WORK INSTRUCTION »
Your job is to restate each entry word for word.
◆ ◆ ◆ ◆ ◆ ◆ ◆
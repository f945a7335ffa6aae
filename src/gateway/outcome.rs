//! Annotated results returned by the gateway.

use serde_json::{Map, Value};

/// Why a placeholder was served instead of live data.
#[derive(Debug, Clone, Copy, PartialEq, Eq)]
pub enum FallbackReason {
    /// The caller asked for degraded mode.
    Requested,
    /// The circuit breaker refused the live call.
    CircuitOpen,
    /// The live call was attempted and failed.
    UpstreamFailure,
}

/// Where a result came from.
#[derive(Debug, Clone, Copy, PartialEq, Eq)]
pub enum Source {
    Cache,
    Upstream,
    Fallback(FallbackReason),
}

impl Source {
    /// Metric label for this source.
    pub fn label(&self) -> &'static str {
        match self {
            Source::Cache => "cache",
            Source::Upstream => "upstream",
            Source::Fallback(FallbackReason::Requested) => "fallback_requested",
            Source::Fallback(FallbackReason::CircuitOpen) => "fallback_circuit_open",
            Source::Fallback(FallbackReason::UpstreamFailure) => "fallback_upstream_failure",
        }
    }
}

/// A gateway result. The payload is never modified to carry annotations;
/// they are derived from `source`.
#[derive(Debug, Clone, PartialEq)]
pub struct Outcome {
    pub value: Value,
    pub source: Source,
}

impl Outcome {
    pub fn cached(value: Value) -> Self {
        Self {
            value,
            source: Source::Cache,
        }
    }

    pub fn live(value: Value) -> Self {
        Self {
            value,
            source: Source::Upstream,
        }
    }

    pub fn fallback(value: Value, reason: FallbackReason) -> Self {
        Self {
            value,
            source: Source::Fallback(reason),
        }
    }

    pub fn from_cache(&self) -> bool {
        self.source == Source::Cache
    }

    pub fn is_mock(&self) -> bool {
        matches!(self.source, Source::Fallback(_))
    }

    /// Response body: object payloads get `from_cache` and `is_mock` merged
    /// in, other payloads are wrapped under `data`.
    pub fn into_body(self) -> Value {
        let from_cache = self.from_cache();
        let is_mock = self.is_mock();
        let mut body = match self.value {
            Value::Object(map) => map,
            other => {
                let mut map = Map::new();
                map.insert("data".to_string(), other);
                map
            }
        };
        body.insert("from_cache".to_string(), Value::Bool(from_cache));
        body.insert("is_mock".to_string(), Value::Bool(is_mock));
        Value::Object(body)
    }
}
◆ ◆ ◆ ◆ ◆ ◆ ◆
THE COMPLETED TASK »
repository f945a7335ffa6aae
filename src/gateway/outcome.rs
//! Annotated results returned by the gateway.

use serde_json::{Map, Value};

/// Why a placeholder was served instead of live data.
#[derive(Debug, Clone, Copy, PartialEq, Eq)]
pub enum FallbackReason {
    /// The caller asked for degraded mode.
    Requested,
    /// The circuit breaker refused the live call.
    CircuitOpen,
    /// The live call was attempted and failed.
    UpstreamFailure,
}

/// Where a result came from.
#[derive(Debug, Clone, Copy, PartialEq, Eq)]
pub enum Source {
    Cache,
    Upstream,
    Fallback(FallbackReason),
}

impl Source {
    /// Metric label for this source.
    pub fn label(&self) -> &'static str {
        match self {
            Source::Cache => "cache",
            Source::Upstream => "upstream",
            Source::Fallback(FallbackReason::Requested) => "fallback_requested",
            Source::Fallback(FallbackReason::CircuitOpen) => "fallback_circuit_open",
            Source::Fallback(FallbackReason::UpstreamFailure) => "fallback_upstream_failure",
        }
    }
}

/// A gateway result. The payload is never modified to carry annotations;
/// they are derived from `source`.
#[derive(Debug, Clone, PartialEq)]
pub struct Outcome {
    pub value: Value,
    pub source: Source,
}

impl Outcome {
    pub fn cached(value: Value) -> Self {
        Self {
            value,
            source: Source::Cache,
        }
    }

    pub fn live(value: Value) -> Self {
        Self {
            value,
            source: Source::Upstream,
        }
    }

    pub fn fallback(value: Value, reason: FallbackReason) -> Self {
        Self {
            value,
            source: Source::Fallback(reason),
        }
    }

    pub fn from_cache(&self) -> bool {
        self.source == Source::Cache
    }

    pub fn is_mock(&self) -> bool {
        matches!(self.source, Source::Fallback(_))
    }

    /// Response body: object payloads get `from_cache` and `is_mock` merged
    /// in, other payloads are wrapped under `data`.
    pub fn into_body(self) -> Value {
        let from_cache = self.from_cache();
        let is_mock = self.is_mock();
        let mut body = match self.value {
            Value::Object(map) => map,
            other => {
                let mut map = Map::new();
                map.insert("data".to_string(), other);
                map
            }
        };
        body.insert("from_cache".to_string(), Value::Bool(from_cache));
        body.insert("is_mock".to_string(), Value::Bool(is_mock));
        Value::Object(body)
    }
}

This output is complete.